New tool for assessing risks of disease progression and death based on age, CD4 percentage and viral load in HIV-infected children

Gareth Tudor-Williams, for HIV i-Base

A revision of the 1994 CDC classification system for HIV-infected children has been long-overdue [1].

This system included immunological categories that recognised age-related changes in CD4 counts in children, but was only crudely related to clinical disease progression, especially for younger children.

Trinh Duong and her colleagues from the HIV Paediatric Prognostic Markers Collaborative Study group have analysed data from a number of cohorts of children followed prospectively in the pre-combination-ART era [2].

They have published new graphs that show the relationship between age and CD4 percentages and clinical events (disease progression and death in the next 6 or 12 months). It is striking that CD4 percentages in children provide a much more sensitive prognostic marker than viral loads. For example, across the range of CD4 percentages for a 12 month old child, the risk of disease progression or death within the next 12 months from about 10-75%. In contrast the risk based on viral loads ranging from 3.5 to 6.5 logs is only about 8-30%.

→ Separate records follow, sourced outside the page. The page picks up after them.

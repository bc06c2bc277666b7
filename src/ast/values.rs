use chrono::{DateTime, NaiveDate, NaiveDateTime, Utc};
use rust_decimal::Decimal;
use serde::{Deserialize, Serialize};
use uuid::Uuid;

/// A constant in the AST and a bound parameter value.
#[derive(Debug, Clone, PartialEq, Serialize, Deserialize)]
pub enum Value {
    /// NULL value
    Null,
    /// Boolean
    Bool(bool),
    /// Integer
    Int(i64),
    /// Float
    Float(f64),
    /// Exact decimal
    Decimal(Decimal),
    /// String
    String(String),
    /// Timestamp without time zone
    DateTime(NaiveDateTime),
    /// UUID value
    Guid(Uuid),
    /// Raw bytes
    Binary(Vec<u8>),
    /// Homogeneous list (IN operands)
    List(Vec<Value>),
    /// Constructed tuple of constants
    Tuple(Vec<Value>),
    /// Captured container whose fields are read by member access
    Record(Vec<(String, Value)>),
    /// Literal SQL text, rendered inline instead of bound
    Sql(String),
}

impl Value {
    /// Build a captured container from `(field, value)` pairs.
    pub fn record<K, V>(fields: impl IntoIterator<Item = (K, V)>) -> Self
    where
        K: Into<String>,
        V: Into<Value>,
    {
        Value::Record(
            fields
                .into_iter()
                .map(|(k, v)| (k.into(), v.into()))
                .collect(),
        )
    }

    /// Read a field off a captured container.
    pub fn field(&self, name: &str) -> Option<&Value> {
        match self {
            Value::Record(fields) => fields.iter().find(|(k, _)| k == name).map(|(_, v)| v),
            _ => None,
        }
    }

    pub fn is_null(&self) -> bool {
        matches!(self, Value::Null)
    }

    pub fn as_bool(&self) -> Option<bool> {
        match self {
            Value::Bool(b) => Some(*b),
            _ => None,
        }
    }

    /// Short name of the variant, used in error messages.
    pub fn kind(&self) -> &'static str {
        match self {
            Value::Null => "null",
            Value::Bool(_) => "bool",
            Value::Int(_) => "int",
            Value::Float(_) => "float",
            Value::Decimal(_) => "decimal",
            Value::String(_) => "string",
            Value::DateTime(_) => "datetime",
            Value::Guid(_) => "guid",
            Value::Binary(_) => "binary",
            Value::List(_) => "list",
            Value::Tuple(_) => "tuple",
            Value::Record(_) => "record",
            Value::Sql(_) => "sql",
        }
    }
}

impl std::fmt::Display for Value {
    fn fmt(&self, f: &mut std::fmt::Formatter<'_>) -> std::fmt::Result {
        match self {
            Value::Null => write!(f, "NULL"),
            Value::Bool(b) => write!(f, "{}", b),
            Value::Int(n) => write!(f, "{}", n),
            Value::Float(n) => write!(f, "{}", n),
            Value::Decimal(d) => write!(f, "{}", d),
            Value::String(s) => write!(f, "'{}'", s),
            Value::DateTime(dt) => write!(f, "'{}'", dt.format("%Y-%m-%d %H:%M:%S%.f")),
            Value::Guid(u) => write!(f, "'{}'", u),
            Value::Binary(bytes) => write!(f, "<{} bytes>", bytes.len()),
            Value::List(items) | Value::Tuple(items) => {
                write!(f, "(")?;
                for (i, v) in items.iter().enumerate() {
                    if i > 0 {
                        write!(f, ", ")?;
                    }
                    write!(f, "{}", v)?;
                }
                write!(f, ")")
            }
            Value::Record(fields) => {
                write!(f, "{{")?;
                for (i, (k, v)) in fields.iter().enumerate() {
                    if i > 0 {
                        write!(f, ", ")?;
                    }
                    write!(f, "{}: {}", k, v)?;
                }
                write!(f, "}}")
            }
            Value::Sql(s) => write!(f, "{}", s),
        }
    }
}

impl From<bool> for Value {
    fn from(b: bool) -> Self {
        Value::Bool(b)
    }
}

impl From<i32> for Value {
    fn from(n: i32) -> Self {
        Value::Int(n as i64)
    }
}

impl From<u32> for Value {
    fn from(n: u32) -> Self {
        Value::Int(n as i64)
    }
}

impl From<i64> for Value {
    fn from(n: i64) -> Self {
        Value::Int(n)
    }
}

impl From<f64> for Value {
    fn from(n: f64) -> Self {
        Value::Float(n)
    }
}

impl From<Decimal> for Value {
    fn from(d: Decimal) -> Self {
        Value::Decimal(d)
    }
}

impl From<&str> for Value {
    fn from(s: &str) -> Self {
        Value::String(s.to_string())
    }
}

impl From<String> for Value {
    fn from(s: String) -> Self {
        Value::String(s)
    }
}

impl From<NaiveDateTime> for Value {
    fn from(dt: NaiveDateTime) -> Self {
        Value::DateTime(dt)
    }
}

impl From<NaiveDate> for Value {
    fn from(d: NaiveDate) -> Self {
        Value::DateTime(d.and_time(chrono::NaiveTime::MIN))
    }
}

impl From<DateTime<Utc>> for Value {
    fn from(dt: DateTime<Utc>) -> Self {
        Value::DateTime(dt.naive_utc())
    }
}

impl From<Uuid> for Value {
    fn from(u: Uuid) -> Self {
        Value::Guid(u)
    }
}

impl From<Vec<u8>> for Value {
    fn from(bytes: Vec<u8>) -> Self {
        Value::Binary(bytes)
    }
}

impl<T: Into<Value>> From<Option<T>> for Value {
    fn from(opt: Option<T>) -> Self {
        match opt {
            Some(v) => v.into(),
            None => Value::Null,
        }
    }
}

A tool has been developed based on these data that allows the risks to be calculated by entering either CD4 percentage or viral load and age for individual children. This tool can be accessed and downloaded via the Pediatric European Network for the Treatment of AIDS (PENTA) website at

It is likely that this approach will revolutionise the criteria for starting treatment in children. The PENTA Steering Committee are currently working on the next update of the European treatment guidelines, which will reflect how these data might be used.


  1. Centers for Disease Control. 1994 revised classification system for human immuno-deficiency virus infection in children less than 13 years of age. MMWR 1994; 43 / No. RR-12: 1-10.
  2. HPPMCS group. Short-term risk of disease progression in HIV-1-infected children receiving no antiretroviral therapy or zidovudine monotherapy: a meta-analysis. Lancet 2003; 362: 1605–11.